First, there’s The academic release of Dryad and DryadLINQ

Dryad is a high-performance, general-purpose, distributed-computing engine that simplifies the task of implementing distributed applications on clusters of computers running a Windows® operating system. DryadLINQ enables developers to implement Dryad applications in managed code by using an extended version of the LINQ programming model and API. The academic release of Dryad and DryadLINQ provides the software necessary to develop DryadLINQ applications and to run them on a Windows HPC Server 2008 cluster. The academic release includes documentation and code samples.

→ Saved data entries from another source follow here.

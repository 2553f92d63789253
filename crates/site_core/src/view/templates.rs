//! Askama template structs for the nav bar, the three pages and the document.

use askama::Template;
use shared::domain::{
    Badge, Benefit, Course, Feature, LearningStep, NavLink, PartnerCard, Program, Stat,
    Testimonial,
};

use crate::content::Footer;

#[derive(Template)]
#[template(path = "nav.html")]
pub struct NavTemplate {
    pub brand_name: &'static str,
    pub brand_tagline: &'static str,
    pub links: &'static [NavLink],
    pub treatment: &'static str,
    pub bar_class: String,
    pub menu_open: bool,
}

/// Home page. `highlight` selects the feature pill carrying `data-active`.
#[derive(Template)]
#[template(path = "pages/home.html")]
pub struct HomeTemplate {
    pub features: &'static [Feature],
    pub highlight: usize,
    pub stats: &'static [Stat],
    pub partners: &'static [PartnerCard],
    pub footer: &'static Footer,
}

#[derive(Template)]
#[template(path = "pages/platform.html")]
pub struct PlatformTemplate {
    pub badges: &'static [Badge],
    pub benefits: &'static [Benefit],
    pub courses: &'static [Course],
    pub testimonials: &'static [Testimonial],
    pub footer: &'static Footer,
}

#[derive(Template)]
#[template(path = "pages/programs.html")]
pub struct ProgramsTemplate {
    pub programs: &'static [Program],
    pub learning_path: &'static [LearningStep],
    pub footer: &'static Footer,
}

/// Full document. The slot bodies arrive pre-rendered from the templates above.
#[derive(Template)]
#[template(path = "document.html")]
pub struct DocumentTemplate<'a> {
    pub site_title: &'a str,
    pub global_styles: &'static str,
    pub nav_slot_id: &'static str,
    pub page_slot_id: &'static str,
    pub nav_html: String,
    pub page_html: String,
}
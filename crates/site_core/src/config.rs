use std::{collections::HashMap, fs, io::ErrorKind, path::Path, time::Duration};

use serde::Serialize;
use shared::{domain::ROOT_PATH, error::SiteError};

use crate::{highlight::DEFAULT_INTERVAL, nav::SCROLL_THRESHOLD_PX};

#[derive(Debug, Clone, PartialEq, Serialize)]
pub struct SiteSettings {
    pub scroll_threshold_px: f64,
    pub highlight_interval_ms: u64,
    pub default_path: String,
    pub site_title: String,
}

impl Default for SiteSettings {
    fn default() -> Self {
        Self {
            scroll_threshold_px: SCROLL_THRESHOLD_PX,
            highlight_interval_ms: DEFAULT_INTERVAL.as_millis() as u64,
            default_path: ROOT_PATH.into(),
            site_title: "Kongu V GUVI".into(),
        }
    }
}

impl SiteSettings {
    pub fn highlight_interval(&self) -> Duration {
        Duration::from_millis(self.highlight_interval_ms)
    }
}

/// Defaults, then `path` if it exists, then `SITE__*` environment overrides.
pub fn load_settings(path: impl AsRef<Path>) -> Result<SiteSettings, SiteError> {
    let path = path.as_ref();
    let mut settings = SiteSettings::default();

    match fs::read_to_string(path) {
        Ok(raw) => apply_file(&mut settings, &raw)
            .map_err(|err| SiteError::Config(format!("{}: {err}", path.display())))?,
        Err(err) if err.kind() == ErrorKind::NotFound => {
            tracing::debug!(path = %path.display(), "no settings file; using defaults");
        }
        Err(err) => {
            return Err(SiteError::Config(format!(
                "failed to read '{}': {err}",
                path.display()
            )))
        }
    }

    apply_env(&mut settings, |key| std::env::var(key).ok());
    validate(&settings)?;
    Ok(settings)
}

/// Rejects values the shell cannot run with: a zero-length highlight period,
/// a threshold that is negative or not finite, or a default path that is not
/// a route path.
pub fn validate(settings: &SiteSettings) -> Result<(), SiteError> {
    if settings.highlight_interval_ms == 0 {
        return Err(SiteError::Config("highlight_interval_ms must be greater than zero".into()));
    }
    let threshold = settings.scroll_threshold_px;
    if !threshold.is_finite() || threshold < 0.0 {
        return Err(SiteError::Config(format!(
            "scroll_threshold_px must be a finite, non-negative number, got {threshold}"
        )));
    }
    if !settings.default_path.starts_with('/') {
        return Err(SiteError::Config(format!(
            "default_path must start with '/', got '{}'",
            settings.default_path
        )));
    }
    Ok(())
}

fn apply_file(settings: &mut SiteSettings, raw: &str) -> Result<(), String> {
    let file_cfg = toml::from_str::<HashMap<String, toml::Value>>(raw).map_err(|e| e.to_string())?;

    if let Some(v) = file_cfg.get("scroll_threshold_px") {
        settings.scroll_threshold_px = match v {
            toml::Value::Float(f) => *f,
            toml::Value::Integer(i) => *i as f64,
            other => return Err(format!("scroll_threshold_px must be a number, got {other}")),
        };
    }
    if let Some(v) = file_cfg.get("highlight_interval_ms") {
        settings.highlight_interval_ms = v
            .as_integer()
            .and_then(|i| u64::try_from(i).ok())
            .ok_or_else(|| format!("highlight_interval_ms must be a non-negative integer, got {v}"))?;
    }
    if let Some(v) = file_cfg.get("default_path").and_then(|v| v.as_str()) {
        settings.default_path = v.to_string();
    }
    if let Some(v) = file_cfg.get("site_title").and_then(|v| v.as_str()) {
        settings.site_title = v.to_string();
    }
    Ok(())
}

fn apply_env(settings: &mut SiteSettings, var: impl Fn(&str) -> Option<String>) {
    if let Some(v) = var("SITE__SCROLL_THRESHOLD_PX") {
        if let Ok(parsed) = v.parse::<f64>() {
            settings.scroll_threshold_px = parsed;
        }
    }
    if let Some(v) = var("SITE__HIGHLIGHT_INTERVAL_MS") {
        if let Ok(parsed) = v.parse::<u64>() {
            settings.highlight_interval_ms = parsed;
        }
    }
    if let Some(v) = var("SITE__TITLE") {
        settings.site_title = v;
    }
}

#[cfg(test)]
#[path = "tests/config_tests.rs"]
mod tests;
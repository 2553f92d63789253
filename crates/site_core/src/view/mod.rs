//! Pure rendering: explicit inputs in, HTML out through askama templates.

pub mod styles;
mod templates;

use askama::Template;
use serde::Serialize;
use shared::{
    domain::{PageId, RouteMatch},
    error::SiteError,
};

use crate::{
    config::SiteSettings,
    content,
    highlight::FEATURE_COUNT,
    nav::{BarTreatment, NavState, NAV_LINKS},
    router::{entry_fragment, Router},
};
use templates::{DocumentTemplate, HomeTemplate, NavTemplate, PlatformTemplate, ProgramsTemplate};

pub const NAV_SLOT_ID: &str = "site-nav";
pub const PAGE_SLOT_ID: &str = "site-page";

/// Carried by each home feature pill, valued with its index.
pub const FEATURE_ATTR: &str = "data-feature";
/// Marks the highlighted feature pill. Pill styling keys off this attribute.
pub const ACTIVE_ATTR: &str = "data-active";
/// Carried by the `<nav>` element, valued with [`BarTreatment::as_str`].
pub const TREATMENT_ATTR: &str = "data-treatment";

const BAR_BASE: &str = "fixed w-full top-0 z-50 transition-all duration-500";
const BAR_SOLID: &str = "bg-slate-950/95 backdrop-blur-xl shadow-2xl";
const BAR_TRANSPARENT: &str = "bg-transparent";

pub fn bar_class(treatment: BarTreatment) -> String {
    let variant = match treatment {
        BarTreatment::Solid => BAR_SOLID,
        BarTreatment::Transparent => BAR_TRANSPARENT,
    };
    format!("{BAR_BASE} {variant}")
}

/// Everything a frame depends on.
#[derive(Debug, Clone, PartialEq, Serialize)]
pub struct ViewModel {
    pub route: RouteMatch,
    pub nav: NavState,
    pub highlight: usize,
    pub site_title: String,
}

impl ViewModel {
    pub fn from_inputs(
        fragment: &str,
        scroll_y: f64,
        menu_open: bool,
        highlight: usize,
        settings: &SiteSettings,
    ) -> Self {
        let router = Router::new(entry_fragment(fragment, &settings.default_path));
        let mut nav = NavState {
            menu_open,
            ..NavState::default()
        };
        nav.apply_scroll(scroll_y, settings.scroll_threshold_px);
        Self {
            route: router.active(),
            nav,
            highlight: highlight % FEATURE_COUNT,
            site_title: settings.site_title.clone(),
        }
    }
}

fn render(template: &impl Template) -> Result<String, SiteError> {
    template.render().map_err(|err| SiteError::Render(err.to_string()))
}

pub fn render_nav(view: &ViewModel) -> Result<String, SiteError> {
    let treatment = view.nav.treatment();
    render(&NavTemplate {
        brand_name: content::BRAND_NAME,
        brand_tagline: content::BRAND_TAGLINE,
        links: &NAV_LINKS,
        treatment: treatment.as_str(),
        bar_class: bar_class(treatment),
        menu_open: view.nav.menu_open,
    })
}

/// The active page block, or an empty string when the path matched no route.
pub fn render_page(view: &ViewModel) -> Result<String, SiteError> {
    match view.route.page() {
        None => Ok(String::new()),
        Some(PageId::Home) => render(&HomeTemplate {
            features: &content::FEATURES,
            highlight: view.highlight,
            stats: &content::STATS,
            partners: &content::PARTNERS,
            footer: &content::HOME_FOOTER,
        }),
        Some(PageId::Platform) => render(&PlatformTemplate {
            badges: &content::PLATFORM_BADGES,
            benefits: &content::BENEFITS,
            courses: &content::COURSES,
            testimonials: &content::TESTIMONIALS,
            footer: &content::PLATFORM_FOOTER,
        }),
        Some(PageId::Programs) => render(&ProgramsTemplate {
            programs: &content::PROGRAMS,
            learning_path: &content::LEARNING_PATH,
            footer: &content::PROGRAMS_FOOTER,
        }),
    }
}

pub fn render_document(view: &ViewModel) -> Result<String, SiteError> {
    render(&DocumentTemplate {
        site_title: &view.site_title,
        global_styles: styles::GLOBAL_STYLES,
        nav_slot_id: NAV_SLOT_ID,
        page_slot_id: PAGE_SLOT_ID,
        nav_html: render_nav(view)?,
        page_html: render_page(view)?,
    })
}

#[cfg(test)]
#[path = "../tests/view_tests.rs"]
mod tests;
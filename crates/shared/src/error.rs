use serde::{Deserialize, Serialize};
use thiserror::Error;

#[derive(Debug, Clone, Copy, PartialEq, Eq, Serialize, Deserialize)]
#[serde(rename_all = "snake_case")]
pub enum ErrorCode {
    Config,
    Validation,
    Host,
    Render,
    Serialization,
}

#[derive(Debug, Error)]
pub enum SiteError {
    #[error("config error: {0}")]
    Config(String),
    #[error("invalid href '{href}': {reason}")]
    InvalidHref { href: String, reason: String },
    #[error("browser host error: {0}")]
    Host(String),
    #[error("render error: {0}")]
    Render(String),
    #[error("serialization error: {0}")]
    Serialization(#[from] serde_json::Error),
}

impl SiteError {
    pub fn host(message: impl Into<String>) -> Self {
        Self::Host(message.into())
    }

    pub fn code(&self) -> ErrorCode {
        match self {
            SiteError::Config(_) => ErrorCode::Config,
            SiteError::InvalidHref { .. } => ErrorCode::Validation,
            SiteError::Host(_) => ErrorCode::Host,
            SiteError::Render(_) => ErrorCode::Render,
            SiteError::Serialization(_) => ErrorCode::Serialization,
        }
    }
}
//! Fragment parsing and exact-match route resolution.

use shared::{
    domain::{Fragment, PageId, Route, RouteMatch, ROOT_PATH, ROUTES},
    error::SiteError,
};
use url::Url;

/// Parses a `location.hash` value (`"#/guvi"`), a bare fragment (`"/guvi"`)
/// or an empty string. Empty means the root path.
pub fn parse_fragment(raw: &str) -> Fragment {
    let body = raw.strip_prefix('#').unwrap_or(raw);
    if body.is_empty() {
        return Fragment::Path(ROOT_PATH.to_string());
    }
    if body.starts_with('/') {
        Fragment::Path(body.to_string())
    } else {
        Fragment::Anchor(body.to_string())
    }
}

/// The fragment a visit starts on: the raw hash, or `default_path` when the
/// hash is empty or a bare `#`.
pub fn entry_fragment<'a>(raw: &'a str, default_path: &'a str) -> &'a str {
    let raw = raw.trim();
    if raw.is_empty() || raw == "#" {
        default_path
    } else {
        raw
    }
}

/// Extracts the fragment of a link target. Accepts relative `#...` hrefs and
/// absolute URLs; a URL without a fragment resolves to the root path.
pub fn fragment_from_href(href: &str) -> Result<Fragment, SiteError> {
    let href = href.trim();
    if href.is_empty() || href.starts_with('#') {
        return Ok(parse_fragment(href));
    }

    let url = Url::parse(href).map_err(|err| SiteError::InvalidHref {
        href: href.to_string(),
        reason: err.to_string(),
    })?;
    Ok(parse_fragment(url.fragment().unwrap_or_default()))
}

pub fn href_for(path: &str) -> String {
    format!("#{path}")
}

#[derive(Debug, Clone)]
pub struct Router {
    routes: &'static [Route],
    current_path: String,
}

impl Router {
    pub fn new(initial_fragment: &str) -> Self {
        Self::with_routes(&ROUTES, initial_fragment)
    }

    pub fn with_routes(routes: &'static [Route], initial_fragment: &str) -> Self {
        let current_path = match parse_fragment(initial_fragment) {
            Fragment::Path(path) => path,
            // Loading straight onto an in-page anchor shows the root page.
            Fragment::Anchor(_) => ROOT_PATH.to_string(),
        };
        Self {
            routes,
            current_path,
        }
    }

    pub fn current_path(&self) -> &str {
        &self.current_path
    }

    pub fn resolve(&self, path: &str) -> RouteMatch {
        self.routes
            .iter()
            .find(|route| route.path == path)
            .map(|route| RouteMatch::Page(route.page))
            .unwrap_or_else(|| RouteMatch::Unmatched(path.to_string()))
    }

    pub fn active(&self) -> RouteMatch {
        self.resolve(&self.current_path)
    }

    pub fn active_page(&self) -> Option<PageId> {
        self.active().page()
    }

    /// Applies a fragment change. Returns `true` when the current path changed;
    /// anchors never change it.
    pub fn navigate(&mut self, fragment: &Fragment) -> bool {
        match fragment {
            Fragment::Path(path) if *path != self.current_path => {
                self.current_path = path.clone();
                true
            }
            Fragment::Path(_) | Fragment::Anchor(_) => false,
        }
    }
}

#[cfg(test)]
#[path = "tests/router_tests.rs"]
mod tests;
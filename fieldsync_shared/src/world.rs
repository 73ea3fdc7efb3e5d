//! Player and world model.
//!
//! A `World` is exactly four player slots and slot `i` always holds the player with id `i`.
//! Players are created once and only their `draw_matrix` ever changes.

use std::{fmt, sync::Arc};

use parking_lot::Mutex;

use crate::{
    codec::ProtocolError,
    math::{Matrix, Vec2},
};

/// Number of player slots.
pub const MAX_PLAYERS: usize = 4;

/// Starting placements, indexed by player id.
pub const DEFAULT_POSITIONS: [Vec2; MAX_PLAYERS] = [
    Vec2::new(250.0, 250.0),
    Vec2::new(750.0, 250.0),
    Vec2::new(250.0, 500.0),
    Vec2::new(750.0, 500.0),
];

/// Player identity, always in `0..MAX_PLAYERS`.
#[derive(Debug, Clone, Copy, PartialEq, Eq, Hash, PartialOrd, Ord)]
pub struct PlayerId(u8);

impl PlayerId {
    /// The host process drives slot 0.
    pub const HOST: Self = Self(0);

    pub const ALL: [Self; MAX_PLAYERS] = [Self(0), Self(1), Self(2), Self(3)];

    pub const fn new(id: u8) -> Option<Self> {
        if (id as usize) < MAX_PLAYERS {
            Some(Self(id))
        } else {
            None
        }
    }

    pub const fn index(self) -> usize {
        self.0 as usize
    }

    pub const fn get(self) -> u8 {
        self.0
    }

    pub fn is_host(self) -> bool {
        self == Self::HOST
    }
}

impl TryFrom<i64> for PlayerId {
    type Error = ProtocolError;

    fn try_from(raw: i64) -> Result<Self, Self::Error> {
        u8::try_from(raw)
            .ok()
            .and_then(PlayerId::new)
            .ok_or(ProtocolError::PlayerIdOutOfRange(raw))
    }
}

impl fmt::Display for PlayerId {
    fn fmt(&self, f: &mut fmt::Formatter<'_>) -> fmt::Result {
        write!(f, "{}", self.0)
    }
}

/// One participant: identity plus placement.
#[derive(Debug, Clone, Copy, PartialEq)]
pub struct Player {
    pub id: PlayerId,
    pub draw_matrix: Matrix,
}

impl Player {
    pub fn new(id: PlayerId, draw_matrix: Matrix) -> Self {
        Self { id, draw_matrix }
    }

    pub fn position(&self) -> Vec2 {
        self.draw_matrix.position()
    }
}

/// The four player slots.
#[derive(Debug, Clone, PartialEq)]
pub struct World {
    players: [Player; MAX_PLAYERS],
}

impl Default for World {
    fn default() -> Self {
        Self::new()
    }
}

impl World {
    /// Creates the world with every player at its default placement.
    pub fn new() -> Self {
        Self {
            players: PlayerId::ALL.map(|id| Player::new(id, Matrix::at(DEFAULT_POSITIONS[id.index()]))),
        }
    }

    /// Builds a world from per-slot matrices; slot `i` gets player id `i`.
    pub fn from_matrices(matrices: [Matrix; MAX_PLAYERS]) -> Self {
        let mut world = Self::new();
        for (player, m) in world.players.iter_mut().zip(matrices) {
            player.draw_matrix = m;
        }
        world
    }

    pub fn player(&self, id: PlayerId) -> &Player {
        &self.players[id.index()]
    }

    pub fn players(&self) -> &[Player; MAX_PLAYERS] {
        &self.players
    }

    pub fn iter(&self) -> impl Iterator<Item = &Player> {
        self.players.iter()
    }

    pub fn set_matrix(&mut self, id: PlayerId, m: Matrix) {
        self.players[id.index()].draw_matrix = m;
    }

    /// Last write wins for the player's slot.
    pub fn apply(&mut self, update: &Player) {
        self.set_matrix(update.id, update.draw_matrix);
    }

    /// Overwrites every slot from `other`, except `keep` if given.
    pub fn merge_from(&mut self, other: &World, keep: Option<PlayerId>) {
        for (mine, theirs) in self.players.iter_mut().zip(other.players.iter()) {
            if Some(mine.id) != keep {
                mine.draw_matrix = theirs.draw_matrix;
            }
        }
    }
}

/// A world replica shared between the frontend loop and the sync loop.
#[derive(Debug, Clone, Default)]
pub struct SharedWorld {
    inner: Arc<Mutex<World>>,
}

impl SharedWorld {
    pub fn new(world: World) -> Self {
        Self {
            inner: Arc::new(Mutex::new(world)),
        }
    }

    pub fn snapshot(&self) -> World {
        self.inner.lock().clone()
    }

    pub fn player(&self, id: PlayerId) -> Player {
        *self.inner.lock().player(id)
    }

    pub fn set_matrix(&self, id: PlayerId, m: Matrix) {
        self.inner.lock().set_matrix(id, m);
    }

    pub fn merge_from(&self, other: &World, keep: Option<PlayerId>) {
        self.inner.lock().merge_from(other, keep);
    }
}
//! Client implementation.
//!
//! The client maintains:
//! - One persistent WebSocket to the host
//! - A local world replica shared with the frontend loop
//! - A fixed-rate sync loop: send own player, wait for the merged world, absorb it
//!
//! Every slot but our own is overwritten from the host's reply. The host applies an update before
//! it snapshots the reply, so the echoed own slot always equals what was just sent; it is checked,
//! not applied, so a fresher local sample written during the round is not rolled back.

use std::time::Duration;

use anyhow::Context;
use fieldsync_shared::{
    codec::{decode_world, encode_player},
    config::SyncConfig,
    net::{self, protocol_error, ClientConn, FrameKind},
    world::{PlayerId, SharedWorld, World},
};
use tokio::{sync::watch, time::MissedTickBehavior};
use tracing::{debug, info, trace, warn};

/// Client connection state.
///
/// `Disconnected -> Connected -> Syncing -> Failed` on error, or back to `Disconnected` on a
/// requested shutdown. `Failed` is terminal; nothing reconnects.
#[derive(Debug, Clone, Copy, PartialEq, Eq)]
pub enum ClientState {
    /// Not connected to any host.
    Disconnected,
    /// Connected, no sync round run yet.
    Connected,
    /// Sync loop running.
    Syncing,
    /// A send, receive, or decode failed; the connection is gone.
    Failed,
}

/// Sync client for one local player.
pub struct SyncClient {
    pub player_id: PlayerId,
    pub state: ClientState,
    conn: ClientConn,
    world: SharedWorld,
    tick_interval: Duration,
    rounds: u64,
}

impl SyncClient {
    /// Connects to the host in `cfg`. Dial failure is an error; there is no retry.
    pub async fn connect(
        cfg: &SyncConfig,
        player_id: PlayerId,
        world: SharedWorld,
    ) -> anyhow::Result<Self> {
        if player_id.is_host() {
            anyhow::bail!("player {player_id} is reserved for the host");
        }
        let url = cfg.player_url();
        info!(%url, player = %player_id, "Connecting to host");

        let conn = net::connect(&url, cfg.client_timeouts()).await?;

        info!(player = %player_id, "Connected to host");
        Ok(Self {
            player_id,
            state: ClientState::Connected,
            conn,
            world,
            tick_interval: cfg.tick_interval(),
            rounds: 0,
        })
    }

    /// The replica this client writes into.
    pub fn world(&self) -> &SharedWorld {
        &self.world
    }

    /// Completed sync rounds.
    pub fn rounds(&self) -> u64 {
        self.rounds
    }

    /// One sync round: push own player, absorb the merged world. Returns the received world.
    pub async fn sync_once(&mut self) -> anyhow::Result<World> {
        let me = self.world.player(self.player_id);
        let msg = encode_player(&me)?;
        self.conn.send(FrameKind::Text, msg).await?;

        let frame = self
            .conn
            .recv()
            .await?
            .context("host closed the connection")?;
        let received = World::try_from(decode_world(&frame.payload)?)?;

        let echoed = received.player(self.player_id).draw_matrix;
        if echoed != me.draw_matrix {
            warn!(player = %self.player_id, ?echoed, sent = ?me.draw_matrix, "host echo differs from sent update");
        }
        self.world.merge_from(&received, Some(self.player_id));
        self.rounds += 1;
        trace!(player = %self.player_id, rounds = self.rounds, "sync round");
        Ok(received)
    }

    /// Runs sync rounds every tick until an error or until `shutdown` flips to `true`.
    /// Returns the final state.
    pub async fn run(mut self, mut shutdown: watch::Receiver<bool>) -> ClientState {
        self.state = ClientState::Syncing;
        let mut ticker = tokio::time::interval(self.tick_interval);
        ticker.set_missed_tick_behavior(MissedTickBehavior::Skip);

        loop {
            tokio::select! {
                _ = ticker.tick() => {
                    if let Err(e) = self.sync_once().await {
                        let detail = format!("{e:#}");
                        if protocol_error(&e).is_some() {
                            warn!(player = %self.player_id, error = %detail, "protocol error, sync stopped");
                        } else {
                            warn!(player = %self.player_id, error = %detail, "connection error, sync stopped");
                        }
                        self.state = ClientState::Failed;
                        self.conn.close().await;
                        break;
                    }
                }
                changed = shutdown.changed() => {
                    if changed.is_err() || *shutdown.borrow() {
                        debug!(player = %self.player_id, "shutdown requested");
                        self.conn.close().await;
                        self.state = ClientState::Disconnected;
                        break;
                    }
                }
            }
        }

        info!(player = %self.player_id, rounds = self.rounds, state = ?self.state, "Sync loop ended");
        self.state
    }

    /// Closes the connection without running the loop.
    pub async fn close(mut self) -> ClientState {
        self.conn.close().await;
        ClientState::Disconnected
    }
}

#[cfg(test)]
mod tests {
    use super::*;
    use fieldsync_shared::{
        codec::{decode_player, encode_world, WorldMsg},
        math::{Matrix, Vec2},
        net::SyncListener,
        world::Player,
    };

    fn id(n: u8) -> PlayerId {
        PlayerId::new(n).unwrap()
    }

    /// Host stand-in answering each update via `reply`, for `rounds` rounds, then hanging up.
    async fn fake_host<F>(rounds: usize, reply: F) -> anyhow::Result<SyncConfig>
    where
        F: Fn(World, Player) -> String + Send + 'static,
    {
        let listener = SyncListener::bind("127.0.0.1:0").await?;
        let cfg = SyncConfig {
            server_addr: listener.local_addr()?.to_string(),
            tick_hz: 200,
            read_timeout_ms: 1_000,
            ..Default::default()
        };
        let timeouts = cfg.host_timeouts();
        let path = cfg.path.clone();
        tokio::spawn(async move {
            let (stream, _) = listener.accept().await?;
            let mut conn = net::accept(stream, &path, timeouts).await?;
            let mut world = World::new();
            for _ in 0..rounds {
                let Some(frame) = conn.recv().await? else { break };
                let update = Player::try_from(decode_player(&frame.payload)?)?;
                world.apply(&update);
                conn.send(frame.kind, reply(world.clone(), update)).await?;
            }
            conn.close().await;
            Ok::<_, anyhow::Error>(())
        });
        Ok(cfg)
    }

    #[tokio::test]
    async fn sync_once_absorbs_merged_world() -> anyhow::Result<()> {
        let cfg = fake_host(1, |mut world, _| {
            world.set_matrix(id(3), Matrix::at(Vec2::new(1.0, 2.0)));
            encode_world(&world).unwrap()
        })
        .await?;

        let replica = SharedWorld::default();
        replica.set_matrix(id(1), Matrix::at(Vec2::new(100.0, 100.0)));
        let mut client = SyncClient::connect(&cfg, id(1), replica.clone()).await?;
        assert_eq!(client.state, ClientState::Connected);

        let received = client.sync_once().await?;
        assert_eq!(received.player(id(1)).position(), Vec2::new(100.0, 100.0));
        assert_eq!(replica.player(id(3)).position(), Vec2::new(1.0, 2.0));
        assert_eq!(client.rounds(), 1);
        Ok(())
    }

    #[tokio::test]
    async fn bad_world_shape_fails_the_loop() -> anyhow::Result<()> {
        let cfg = fake_host(5, |world, _| {
            let mut msg = WorldMsg::from(&world);
            msg.players.truncate(3);
            serde_json::to_string(&msg).unwrap()
        })
        .await?;

        let replica = SharedWorld::default();
        let client = SyncClient::connect(&cfg, id(2), replica.clone()).await?;
        let (_tx, rx) = watch::channel(false);
        assert_eq!(client.run(rx).await, ClientState::Failed);
        assert_eq!(replica.snapshot(), World::new());
        Ok(())
    }

    #[tokio::test]
    async fn host_hangup_fails_after_last_round() -> anyhow::Result<()> {
        let cfg = fake_host(3, |world, _| encode_world(&world).unwrap()).await?;
        let client = SyncClient::connect(&cfg, id(2), SharedWorld::default()).await?;
        let (_tx, rx) = watch::channel(false);
        assert_eq!(client.run(rx).await, ClientState::Failed);
        Ok(())
    }

    #[tokio::test]
    async fn shutdown_disconnects() -> anyhow::Result<()> {
        let cfg = fake_host(usize::MAX, |world, _| encode_world(&world).unwrap()).await?;
        let client = SyncClient::connect(&cfg, id(3), SharedWorld::default()).await?;
        let (tx, rx) = watch::channel(false);
        let handle = tokio::spawn(client.run(rx));
        tokio::time::sleep(Duration::from_millis(50)).await;
        tx.send(true)?;
        assert_eq!(handle.await?, ClientState::Disconnected);
        Ok(())
    }

    #[tokio::test]
    async fn refuses_host_slot_and_dead_host() -> anyhow::Result<()> {
        let listener = SyncListener::bind("127.0.0.1:0").await?;
        let addr = listener.local_addr()?.to_string();
        drop(listener);

        let cfg = SyncConfig {
            server_addr: addr,
            ..Default::default()
        };
        assert!(SyncClient::connect(&cfg, PlayerId::HOST, SharedWorld::default())
            .await
            .is_err());
        assert!(SyncClient::connect(&cfg, id(1), SharedWorld::default())
            .await
            .is_err());
        Ok(())
    }
}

They also launched Project Trident , a workflow workbench, which is available for download:

Project Trident: A Scientific Workflow Workbench is a set of tools—based on the Windows Workflow Foundation—for creating and running data analysis workflows. It addresses scientists’ need for a flexible and powerful way to analyze large and diverse datasets, and share their results. Trident Management Studio provides graphical tools for running, managing, and sharing workflows. It manages the Trident Registry, schedules workflow jobs, and monitors local or remote workflow execution. For large data sets, Trident can run multiple workflows in parallel on a Windows HPC Server 2008 cluster. Trident provides a framework to add runtime services and comes with services such as provenance and workflow monitoring. The Trident security model supports users and roles that allows scientists to control access rights to their workflows.

Then there’s Graywolf :

GrayWulf builds on the work of Jim Gray, a Microsoft Research scientist and pioneer in database and transaction processing research. It also pays homage to Beowulf, the original computer cluster developed at NASA using “off-the-shelf” computer hardware.

July 4th

BaconSnake: Inlined Python UDFs for Pig

I was at SIGMOD last week, and had a great time learning about new research, discussing various research problems, meeting up with old friends and making new ones. I don't recall exactly, but at one point I got into a discussion with someone about how I'm probably one of the few people who've actually had the privilege of using three of the major distributed scripting languages in production: Google's Sawzall, Microsoft's SCOPE and Yahoo's Pig. The obvious question then came up -- Which one do I like best? I thought for a bit, and my answer surprised me -- it was SCOPE, for the sole reason that it allowed inline UDFs, i.e. User Defined Functions defined in the same code file as the script.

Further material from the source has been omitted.